The need was created by the swiftly changing landscape of cancer science. In the past, basic scientists and clinicians worked on separate tracks, without much contact. But new insights into the biology of cancer have created an explosion of therapies that harness the immune system or direct drugs at specific genetic and molecular targets. Researchers, clinicians, pharmaceutical companies and patients all want to speed up the process of turning these insights into effective remedies. For that to happen, research scientists and clinicians must work in tandem and create a bench to bedside to bench circuit in which lab breakthroughs can be tested in the clinic, analyzed and improved.

“We tried to figure out what PhD students and postdoctoral fellows are missing with standard biomedical PhD training,” said Dr. Stern, “and that has a lot to do with understanding the clinical world, the whole disease side, and also the practical limits on what clinicians can and can’t do because of drug toxicities and working with patients—limiting factors in the real world. They can learn these things by training with and working with clinicians and clinician-scientists.”

The program has several key components. Graduate students and postdoctoral fellows already have scientific mentors, but every trainee in the new program also will have a clinical mentor, a guide into the hurly-burly of real-world medicine. The trainee will shadow the clinician during appointments and rounds, and will attend tumor boards where treatment recommendations are made for challenging diagnoses.

The second part of the clinical training will use specialized coursework to introduce participants to the practical challenges of creating clinical trials from research ideas. Basic scientists need to understand this complex process so that trials can be designed for maximum efficiency and value to scientists, clinicians, and patients.

The program also adds two extra classes to the standard curriculum. The first is, “Advanced Topics in Cancer Biology,” led by Dr.

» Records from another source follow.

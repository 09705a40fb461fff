// Copyright (c) 2024-2025 DeepGraph Inc.
// SPDX-License-Identifier: Apache-2.0
//
//! Sub-plan merger - grafts view plans into their referencing plans
//!
//! Each relational command carries its own canonical plan; views referenced
//! from SOURCE leaves arrive as child units. Merging walks the unit tree in
//! post-order and grafts each eligible child plan beneath the first open
//! virtual SOURCE leaf of its parent plan, recording the column map that
//! later lets the optimizer and the lowering phase see through the view.
//!
//! Scalar and criteria subqueries are deliberately not merged: they remain
//! separately planned units and execute on their own.

use std::collections::HashMap;

use crate::ast::{Command, DataType, ElementSymbol, Expression, GroupSymbol};
use crate::catalog::QueryMetadata;
use crate::plan::operators::logical::{NodeId, NodeKind, PlanArena};
use crate::plan::{PlanHints, PlanningError};

/// Columns of a planner-created temporary table, keyed by group name in the
/// unit's `temp_metadata` map.
#[derive(Debug, Clone, PartialEq)]
pub struct TempMetadataEntry {
    pub group: GroupSymbol,
    pub elements: Vec<ElementSymbol>,
}

/// One relational command with its canonical plan and nested view units.
#[derive(Debug)]
pub struct PlanUnit {
    pub command: Command,
    pub plan: PlanArena,
    pub hints: PlanHints,
    pub temp_metadata: HashMap<String, TempMetadataEntry>,
    pub children: Vec<PlanUnit>,
}

impl PlanUnit {
    pub fn new(command: Command, plan: PlanArena, hints: PlanHints) -> Self {
        Self {
            command,
            plan,
            hints,
            temp_metadata: HashMap::new(),
            children: Vec::new(),
        }
    }
}

/// Merge every eligible child plan of the unit tree into its parent plan.
///
/// Post-order: children are fully merged before the parent considers them.
/// Children used as scalar/criteria subqueries of their parent are kept as
/// separate units. Each grafted child fills exactly one SOURCE leaf; when the
/// same virtual group is referenced more than once, references fill in
/// pre-order positional order.
pub fn merge_plans(
    unit: &mut PlanUnit,
    metadata: &dyn QueryMetadata,
) -> Result<(), PlanningError> {
    let children = std::mem::take(&mut unit.children);
    for mut child in children {
        merge_plans(&mut child, metadata)?;

        if is_subquery_of(&unit.command, &child.command) {
            unit.children.push(child);
            continue;
        }

        // The child's unmerged units (its own subqueries) move up with it.
        let grandchildren = std::mem::take(&mut child.children);
        merge_child(unit, child, metadata)?;
        unit.children.extend(grandchildren);
    }
    Ok(())
}

/// Structural match against the parent command's subquery containers. Owned
/// clones rule out pointer identity, so equality stands in for it.
fn is_subquery_of(parent: &Command, child: &Command) -> bool {
    parent.subquery_containers().iter().any(|c| *c == child)
}

fn merge_child(
    unit: &mut PlanUnit,
    child: PlanUnit,
    metadata: &dyn QueryMetadata,
) -> Result<(), PlanningError> {
    let leaf = find_open_virtual_leaf(&unit.plan, metadata)?.ok_or_else(|| {
        PlanningError::Planner("no open virtual source for sub-plan".to_string())
    })?;

    let symbol_map = build_symbol_map(&unit.plan, leaf, &child.command, metadata)?;

    let PlanUnit {
        plan: child_plan,
        hints: child_hints,
        temp_metadata: child_temp,
        ..
    } = child;

    let grafted = unit.plan.absorb(child_plan).ok_or_else(|| {
        PlanningError::Planner("grafted sub-plan has no root".to_string())
    })?;
    unit.plan.attach_child(leaf, grafted);
    if let Some(source) = unit.plan.node_mut(leaf).source_mut() {
        source.symbol_map = Some(symbol_map);
    }
    unit.plan.recompute_groups();

    unit.hints.combine(&child_hints);
    // Additive union; on a key collision the child's entry wins.
    unit.temp_metadata.extend(child_temp);
    Ok(())
}

/// First pre-order SOURCE leaf whose group the catalog resolves as virtual,
/// that has no children yet, and whose nested command is not an update
/// procedure.
fn find_open_virtual_leaf(
    plan: &PlanArena,
    metadata: &dyn QueryMetadata,
) -> Result<Option<NodeId>, PlanningError> {
    let root = match plan.root {
        Some(r) => r,
        None => return Ok(None),
    };
    for id in plan.preorder(root) {
        let node = plan.node(id);
        if node.kind != NodeKind::Source || !node.children.is_empty() {
            continue;
        }
        let source = match node.source() {
            Some(s) => s,
            None => continue,
        };
        if source.is_update_proc() {
            continue;
        }
        let virtual_group = match metadata.is_virtual_group(source.group.metadata_id) {
            Ok(v) => v,
            // command-carrying sources need no catalog entry
            Err(_) if source.command.is_some() => false,
            Err(e) => return Err(e.into()),
        };
        if virtual_group {
            return Ok(Some(id));
        }
    }
    Ok(None)
}

/// 1:1, in-order pairing of the view's declared output columns with the
/// sub-plan's projected symbols.
fn build_symbol_map(
    plan: &PlanArena,
    leaf: NodeId,
    child_command: &Command,
    metadata: &dyn QueryMetadata,
) -> Result<Vec<(ElementSymbol, Expression)>, PlanningError> {
    let source = plan
        .node(leaf)
        .source()
        .ok_or_else(|| PlanningError::Planner("merge target is not a source".to_string()))?;
    let group = &source.group;

    let mut declared = Vec::new();
    for element in metadata.get_elements_in_group(group.metadata_id)? {
        declared.push(ElementSymbol::new(
            group.name.clone(),
            metadata.element_name(element)?,
            element,
            metadata.element_type(element).unwrap_or(DataType::String),
        ));
    }

    let projected = child_command.projected_symbols();
    if declared.len() != projected.len() {
        return Err(PlanningError::Planner(format!(
            "view {} declares {} columns but its plan projects {}",
            group.name,
            declared.len(),
            projected.len()
        )));
    }
    Ok(declared.into_iter().zip(projected).collect())
}
impl Expression {
    /// True when the expression is or contains an aggregate call.
    pub fn is_aggregate(&self) -> bool {
        match self {
            Expression::Aggregate { .. } => true,
            Expression::Function { args, .. } => args.iter().any(Expression::is_aggregate),
            _ => false,
        }
    }

    /// Collect the group names this expression references.
    pub fn collect_groups(&self, out: &mut Vec<String>) {
        match self {
            Expression::Element(e) => {
                if !out.iter().any(|g| g.eq_ignore_ascii_case(&e.group)) {
                    out.push(e.group.clone());
                }
            }
            Expression::Function { args, .. } => {
                for a in args {
                    a.collect_groups(out);
                }
            }
            Expression::Aggregate { arg, .. } => {
                if let Some(a) = arg {
                    a.collect_groups(out);
                }
            }
            Expression::Literal(_) | Expression::ScalarSubquery(_) => {}
        }
    }

    /// Collect every element symbol referenced by this expression.
    pub fn collect_elements(&self, out: &mut Vec<ElementSymbol>) {
        match self {
            Expression::Element(e) => {
                if !out.contains(e) {
                    out.push(e.clone());
                }
            }
            Expression::Function { args, .. } => {
                for a in args {
                    a.collect_elements(out);
                }
            }
            Expression::Aggregate { arg, .. } => {
                if let Some(a) = arg {
                    a.collect_elements(out);
                }
            }
            Expression::Literal(_) | Expression::ScalarSubquery(_) => {}
        }
    }

    /// Collect nested commands (scalar subqueries) in evaluation order.
    pub fn collect_subqueries<'a>(&'a self, out: &mut Vec<&'a Command>) {
        match self {
            Expression::ScalarSubquery(cmd) => out.push(cmd),
            Expression::Function { args, .. } => {
                for a in args {
                    a.collect_subqueries(out);
                }
            }
            Expression::Aggregate { arg: Some(a), .. } => a.collect_subqueries(out),
            _ => {}
        }
    }

    /// Rewrite element references through a symbol map, replacing any mapped
    /// element with its target expression. Unmapped references are kept.
    pub fn rewrite(&self, map: &[(ElementSymbol, Expression)]) -> Expression {
        match self {
            Expression::Element(e) => {
                for (from, to) in map {
                    if from == e {
                        return to.clone();
                    }
                }
                self.clone()
            }
            Expression::Function { name, args } => Expression::Function {
                name: name.clone(),
                args: args.iter().map(|a| a.rewrite(map)).collect(),
            },
            Expression::Aggregate {
                function,
                distinct,
                arg,
            } => Expression::Aggregate {
                function: *function,
                distinct: *distinct,
                arg: arg.as_ref().map(|a| Box::new(a.rewrite(map))),
            },
            _ => self.clone(),
        }
    }
}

Qin Yan, that adds to the existing course on cancer biology offered to all graduate students by diving into specialized research topics. For the second course, clinicians who specialize in various cancers describe the most critical problems within their areas of expertise. “Those critical problems can be the best ones for trainees to focus on in their research,” Dr. Stern explained. Trainees also do a clinical analysis of patient tumor samples to gain experience in analyzing and interpreting genetic tumor information.

The two-year program is funded by a new grant from the National Cancer Institute of about $232,000 per year for five years, with additional financial support from Yale Cancer Center and Yale School of Medicine. The funding provides each trainee with a stipend plus tuition. Interest has been strong, with six PhD students already enrolled and four postdocs expected to enter the program by the end of 2016. Eventually the program will include 16 trainees, split equally between PhD students and postdoctoral fellows.

Because of the extra work required on top of their regular programs, trainees must be highly motivated to specialize in cancer research. “Many PhD trainees will eventually run their own labs,” said Dr. Stern. “We want to train generational leaders in cancer research.”